Extracted data entries
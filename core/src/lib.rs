//! Board agent core: serial transport, protocol state machine, and the
//! process-wide context that the daemon binary wires up.
//!
//! Module map follows the spec's numbering: transport (§4.1), line
//! inspection (§4.2), rx demultiplexing (§4.3), board session (§4.4),
//! adapter registry (§4.5), port monitor (§4.6), control gateway (§4.7).

pub mod collaborators;
pub mod config;
pub mod context;
pub mod demux;
pub mod error;
pub mod gateway;
pub mod inspector;
pub mod monitor;
pub mod notification;
pub mod registry;
pub mod session;
pub mod transport;

pub use config::AgentConfig;
pub use context::AgentContext;
pub use error::{DownloadError, SessionError};
pub use session::BoardSession;
/// Fields guarded by the session lock (spec §5 "shared-resource policy").
struct SessionInner {
    writer: Option<Box<dyn SerialTransport>>,
    /// The OS device path `writer` was opened against. `upgrade` reads
    /// this before detaching so it can still prefix `--port <dev>` to the
    /// flasher invocation.
    device_name: Option<String>,
    read_timeout_ms: Option<u64>,
    shell_enabled: bool,
    info: Option<BoardInfo>,
    valid_firmware: bool,
    valid_prerequisites: bool,
    is_ch340: bool,
}

impl Default for SessionInner {
    fn default() -> Self {
        Self {
            writer: None,
            device_name: None,
            read_timeout_ms: None,
            shell_enabled: false,
            info: None,
            valid_firmware: false,
            valid_prerequisites: false,
            is_ch340: false,
        }
    }
}

/// State and operations bound to one attached board (spec §3 "Session
/// state"). Exactly one instance is ever attached per process.
pub struct BoardSession {
    mode: ModeFlag,
    rx_queue: Arc<RxQueue>,
    console_channel: Arc<ConsoleChannel>,
    inspector: Arc<Mutex<LineInspector>>,
    boot_tx: Sender<Event>,
    boot_rx: Mutex<Receiver<Event>>,
    disable_boot_events: Arc<AtomicBool>,
    sink: Arc<dyn NotificationSink>,
    inner: Mutex<SessionInner>,
    reader_stop: Arc<AtomicBool>,
    reader_handle: Mutex<Option<JoinHandle<()>>>,
    attached: AtomicBool,
}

→ **Task directions**:
In the entries, the line containing "fn default() ->" and every line after it through the last are to be duplicated exactly, and no other line is to be included.

→ **Result for this exercise**:
    fn default() -> Self {
        Self {
            writer: None,
            device_name: None,
            read_timeout_ms: None,
            shell_enabled: false,
            info: None,
            valid_firmware: false,
            valid_prerequisites: false,
            is_ch340: false,
        }
    }
}

/// State and operations bound to one attached board (spec §3 "Session
/// state"). Exactly one instance is ever attached per process.
pub struct BoardSession {
    mode: ModeFlag,
    rx_queue: Arc<RxQueue>,
    console_channel: Arc<ConsoleChannel>,
    inspector: Arc<Mutex<LineInspector>>,
    boot_tx: Sender<Event>,
    boot_rx: Mutex<Receiver<Event>>,
    disable_boot_events: Arc<AtomicBool>,
    sink: Arc<dyn NotificationSink>,
    inner: Mutex<SessionInner>,
    reader_stop: Arc<AtomicBool>,
    reader_handle: Mutex<Option<JoinHandle<()>>>,
    attached: AtomicBool,
}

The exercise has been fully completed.